Data excerpts>
//! W105: Incomplete sensitivity list — combinational process missing signals.

use aion_diagnostics::{Category, Diagnostic, DiagnosticCode, DiagnosticSink, Label, Severity};
use aion_ir::{Design, Module, ProcessKind, Sensitivity};

use crate::helpers::collect_read_signals;
use crate::LintRule;

/// Detects combinational processes with explicit `SignalList` sensitivity
/// that are missing signals read in the process body.
///
/// Missing signals in the sensitivity list cause simulation-synthesis
/// mismatches. Processes with `Sensitivity::All` are not checked.
pub struct IncompleteSensitivity;

impl LintRule for IncompleteSensitivity {
    fn code(&self) -> DiagnosticCode {
        DiagnosticCode::new(Category::Warning, 105)
    }

    fn name(&self) -> &str {
        "incomplete-sensitivity"
    }

    fn description(&self) -> &str {
        "combinational process with SignalList missing signals read in body"
    }

    fn default_severity(&self) -> Severity {
        Severity::Warning
    }

    fn check_module(&self, module: &Module, _design: &Design, sink: &DiagnosticSink) {
        for (_pid, process) in module.processes.iter() {
            if process.kind != ProcessKind::Combinational {
                continue;
            }

            let sens_signals = match &process.sensitivity {
                Sensitivity::SignalList(sigs) => sigs,
                Sensitivity::All | Sensitivity::EdgeList(_) => continue,
            };

            let read_signals = collect_read_signals(&process.body);
            let sens_set: std::collections::HashSet<_> = sens_signals.iter().copied().collect();

            for sig_id in &read_signals {
                if !sens_set.contains(sig_id) {
                    sink.emit(
                        Diagnostic::warning(
                            self.code(),
                            "incomplete sensitivity list",
                            process.span,
                        )
                        .with_label(Label::primary(
                            process.span,
                            "signal read in body but missing from sensitivity list",
                        ))
                        .with_help(
                            "use `always @(*)` or `always_comb` to infer the full sensitivity list",
                        ),
                    );
                    // Report once per process, not once per missing signal
                    break;
                }
            }
        }
    }
}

What needs to be done> All the lines that hold the word "SignalList" must appear in the answer, copied from the records.

Completed exercise>
/// Detects combinational processes with explicit `SignalList` sensitivity
        "combinational process with SignalList missing signals read in body"
                Sensitivity::SignalList(sigs) => sigs,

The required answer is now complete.